Anthony Wren, derivatively on behalf of iRobot, filed suit against founder and former CEO Colin Angle, Chief Financial Officer Julie Zeiler, Chairman Andrew Miller, former director Deborah Ellinger and current directors Mohamad Ali, Karen Golz, Eva Manolis and Michelle Stacy.
On Aug. 5, 2022, iRobot announced it entered into a definitive merger agreement with Amazon, under which Amazon would acquire the robot vacuum cleaner (RVC) company in an all-cash private transaction at $61 per share, or approximately $1.7 billion, including iRobot’s net debt, said the complaint.

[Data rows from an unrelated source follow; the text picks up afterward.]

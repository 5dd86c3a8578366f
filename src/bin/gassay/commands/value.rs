use anyhow::{Result, bail};

use gold_assay::{project_value, MassUnit};

use crate::cli::ValueArgs;
use crate::display::{print_report, Context as DisplayContext};
use crate::files;

pub fn run_value(args: ValueArgs, ctx: DisplayContext) -> Result<()> {
    let unit = MassUnit::from(args.unit);
    let fine_g = unit.to_grams(args.fine_gold);

    let price = match args.price {
        Some(price) => price,
        None => match files::load_price(&args.files.price_file)?.filter(|q| q.is_configured()) {
            Some(quote) => quote.price_per_gram,
            None => bail!(
                "No stored gold price in {}; pass --price or run `gassay price --set`",
                args.files.price_file.display()
            ),
        },
    };

    let Some(value) = project_value(fine_g, price) else {
        bail!(
            "Valuation needs a positive mass and price (got {} g at {} per gram)",
            fine_g,
            price
        );
    };

    let rows = vec![
        ("Fine gold", format!("{:.3} g", fine_g)),
        (
            "Price",
            format!(
                "{:.2}/g ({:.2}/ozt)",
                price,
                price * MassUnit::TroyOunce.grams_per_unit()
            ),
        ),
        ("Value", format!("{:.2}", value)),
    ];
    print_report(ctx, "Value Projection", &rows);

    Ok(())
}
use super::error::Error;
use crate::model::report::{Holding, PortfolioValuation};
use crate::model::units::MAX_KARATS;

/// Projects the market value of a quantity of fine gold.
///
/// Returns `None` unless both the mass and the price are positive. A missing
/// or unconfigured price is represented as zero upstream and must never be
/// read as "worth nothing", so "no value available" is a distinct outcome
/// rather than `Some(0.0)`.
pub fn project_value(pure_gold_mass_g: f64, price_per_gram: f64) -> Option<f64> {
    if pure_gold_mass_g > 0.0 && price_per_gram > 0.0 {
        Some(pure_gold_mass_g * price_per_gram)
    } else {
        None
    }
}

/// Values a set of karat-gold holdings at a projected price.
///
/// Fine gold is aggregated as Σ massᵢ · karatᵢ / 24 and the projected price
/// applied to the total. When a positive current price is supplied the
/// valuation also carries the percent change of the projected price over it.
///
/// # Errors
///
/// [`Error::NonPositivePrice`] for a non-positive projected price, and
/// [`Error::InvalidHolding`] naming the first offending position if any
/// holding has a non-positive mass or a karat rating outside [0, 24].
pub fn appraise_portfolio(
    holdings: &[Holding],
    projected_price_per_gram: f64,
    current_price_per_gram: Option<f64>,
) -> Result<PortfolioValuation, Error> {
    if !(projected_price_per_gram > 0.0) {
        return Err(Error::NonPositivePrice {
            price_per_gram: projected_price_per_gram,
        });
    }
    for (index, holding) in holdings.iter().enumerate() {
        if !(holding.mass_g > 0.0) {
            return Err(Error::invalid_holding(
                index,
                format!("mass must be positive (got {} g)", holding.mass_g),
            ));
        }
        if !(holding.karat >= 0.0 && holding.karat <= MAX_KARATS) {
            return Err(Error::invalid_holding(
                index,
                format!("karat must be within [0, 24] (got {})", holding.karat),
            ));
        }
    }

    let fine_gold_g: f64 = holdings.iter().map(Holding::fine_gold_g).sum();
    let projected_value = fine_gold_g * projected_price_per_gram;
    let change_percent = current_price_per_gram
        .filter(|current| *current > 0.0)
        .map(|current| 100.0 * (projected_price_per_gram - current) / current);

    Ok(PortfolioValuation {
        fine_gold_g,
        projected_value,
        change_percent,
    })
}

#[cfg(test)]
mod tests {
    use super::*;

    fn approx_eq(a: f64, b: f64, eps: f64) -> bool {
        (a - b).abs() <= eps
    }

    #[test]
    fn value_needs_both_positive() {
        assert_eq!(project_value(10.0, 95.0), Some(950.0));
        assert_eq!(project_value(10.0, 0.0), None);
        assert_eq!(project_value(10.0, -1.0), None);
        assert_eq!(project_value(0.0, 95.0), None);
        assert_eq!(project_value(-2.0, 95.0), None);
    }

    #[test]
    fn portfolio_aggregates_fine_gold() {
        let holdings = [Holding::new(10.0, 18.0), Holding::new(5.2, 22.0)];
        let v = appraise_portfolio(&holdings, 95.0, None).unwrap();
        assert!(approx_eq(v.fine_gold_g, 12.2666667, 1e-6));
        assert!(approx_eq(v.projected_value, 1165.3333333, 1e-6));
        assert!(v.change_percent.is_none());
    }

    #[test]
    fn portfolio_change_versus_current_price() {
        let holdings = [Holding::new(10.0, 18.0), Holding::new(5.2, 22.0)];
        let v = appraise_portfolio(&holdings, 95.0, Some(88.0)).unwrap();
        assert!(approx_eq(v.change_percent.unwrap(), 7.9545455, 1e-6));
    }

    #[test]
    fn non_positive_current_price_is_ignored() {
        let holdings = [Holding::new(1.0, 24.0)];
        let v = appraise_portfolio(&holdings, 95.0, Some(0.0)).unwrap();
        assert!(v.change_percent.is_none());
    }

    #[test]
    fn empty_portfolio_is_worth_nothing() {
        let v = appraise_portfolio(&[], 95.0, None).unwrap();
        assert_eq!(v.fine_gold_g, 0.0);
        assert_eq!(v.projected_value, 0.0);
    }

    #[test]
    fn rejects_non_positive_projected_price() {
        let holdings = [Holding::new(1.0, 24.0)];
        assert!(matches!(
            appraise_portfolio(&holdings, 0.0, None),
            Err(Error::NonPositivePrice { .. })
        ));
        assert!(matches!(
            appraise_portfolio(&holdings, -3.0, None),
            Err(Error::NonPositivePrice { .. })
        ));
    }

    #[test]
    fn bad_holding_is_named_by_position() {
        let holdings = [Holding::new(10.0, 18.0), Holding::new(0.0, 18.0)];
        match appraise_portfolio(&holdings, 95.0, None) {
            Err(Error::InvalidHolding { index, .. }) => assert_eq!(index, 1),
            other => panic!("expected invalid holding, got {:?}", other),
        }
        let holdings = [Holding::new(10.0, 25.0)];
        assert!(matches!(
            appraise_portfolio(&holdings, 95.0, None),
            Err(Error::InvalidHolding { index: 0, .. })
        ));
    }
}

Under the deal, iRobot would become a wholly owned Amazon subsidiary, and Angle would remain CEO, it said.
IRobot filed several proxy materials with the SEC throughout the relevant period -- Aug. 5, 2022-Jan. 29, 2024 -- maintaining that there was a “high probability” the merger would “withstand regulatory antitrust scrutiny and would ultimately be approved for clearance” by relevant governmental authorities such as the FTC and the European Commission (EC), said the complaint.
Unbeknownst to iRobot’s shareholders, who approved the merger, the individual defendants’ representations about those approvals were not accurate, and domestic and international antitrust regulatory entities, including the FTC and the EC, “identified approvability issues during clearance reviews and were quite concerned about Amazon’s dominant position in the smart home RVC market,” said the complaint.
By making a series of “materially false and misleading statements regarding the success of completing the Merger,” the defendants “successfully deceived iRobot shareholders into approving it, said the complaint. The truth remained “hidden for more than a year until news reports began exposing, in detail, the true extent of the regulatory hurdles” the merger faced, it alleged.
On June 22, news outlets reported that the EC planned to launch an investigation into the deal, and on that news, the stock price fell 8.2% to close at $45.41 that day, the complaint said. Five months later, the EC revealed it had informed Amazon that its preliminary view of the proposed acquisition of iRobot “may restrict competition in markets for [RVCs],” the complaint said. The EC expressed its concern “that Amazon may restrict competition in the European Economic Area,” for RVCs “by hampering rival RVC suppliers’ ability to effectively compete,” it said.
Politico reported Jan. 10 that Amazon didn't alleviate the EC’s concerns about the merger by not providing concessions as the agency had requested, said the complaint. The Wall Street Journal and Bloomberg reported Jan. 18 that the EC planned to block the transaction, and on Jan. 19 Bloomberg reported the FTC was preparing a suit to block it, the complaint said. The stock price fell 27% that day, closing at $17.26 per share, it said.
The companies announced Jan. 29 they were terminating the deal, and Angle “abruptly resigned” from the CEO position he had held for 27 years, the complaint said. The company announced it would lay off 350 employees, about a third of its workforce, it said.
Defendants Angle, Ali, Ellinger, Golz, Manolis, Miller and Stacy caused the 2023 proxy statement “to be false and misleading” by failing to disclose that the acquisition would render Amazon a dominant player in the RVC market, causing federal and international antitrust regulators to scrutinize the acquisition, the complaint alleged. Their due diligence in reviewing the agreement was “wholly insufficient" and ignored significant risks; statements concerning the likelihood of closing the deal “were significantly overstated,” it said.
Each defendant owed to iRobot and shareholders “the highest fiduciary duties of loyalty, good faith, and the exercise of due care and diligence” in managing company affairs, plus the use and preservation of its property and assets, said the complaint. They had a duty “to prevent and not to effect the dissemination of inaccurate and untruthful information with respect to the Company’s financial condition, performance, growth, operations, financial statements, business, products, management, earnings, internal controls, and present and future business prospects,” it said.
The defendants had a duty to disclose in regulatory filings with the SEC all the facts described in the complaint “that it failed to disclose, so that the market price of the Company’s common stock would be based upon truthful and accurate information,” alleged the complaint. The individual defendants “aided and abetted and assisted each other in breaching their respective duties,” it said.
In addition to statutory violations, Wren claims breach of fiduciary duties, unjust enrichment, waste of corporate assets, gross mismanagement and abuse of control. He demands judgment that the defendants breached their fiduciary duties; an award of damages with pre- and post-judgment interest; an order directing the individual directors to reform and improve iRobot’s corporate governance and internal procedures to comply with applicable laws; a provision to allow shareholders to nominate at least four candidates for election to the board; restitution; and attorneys’ fees and costs.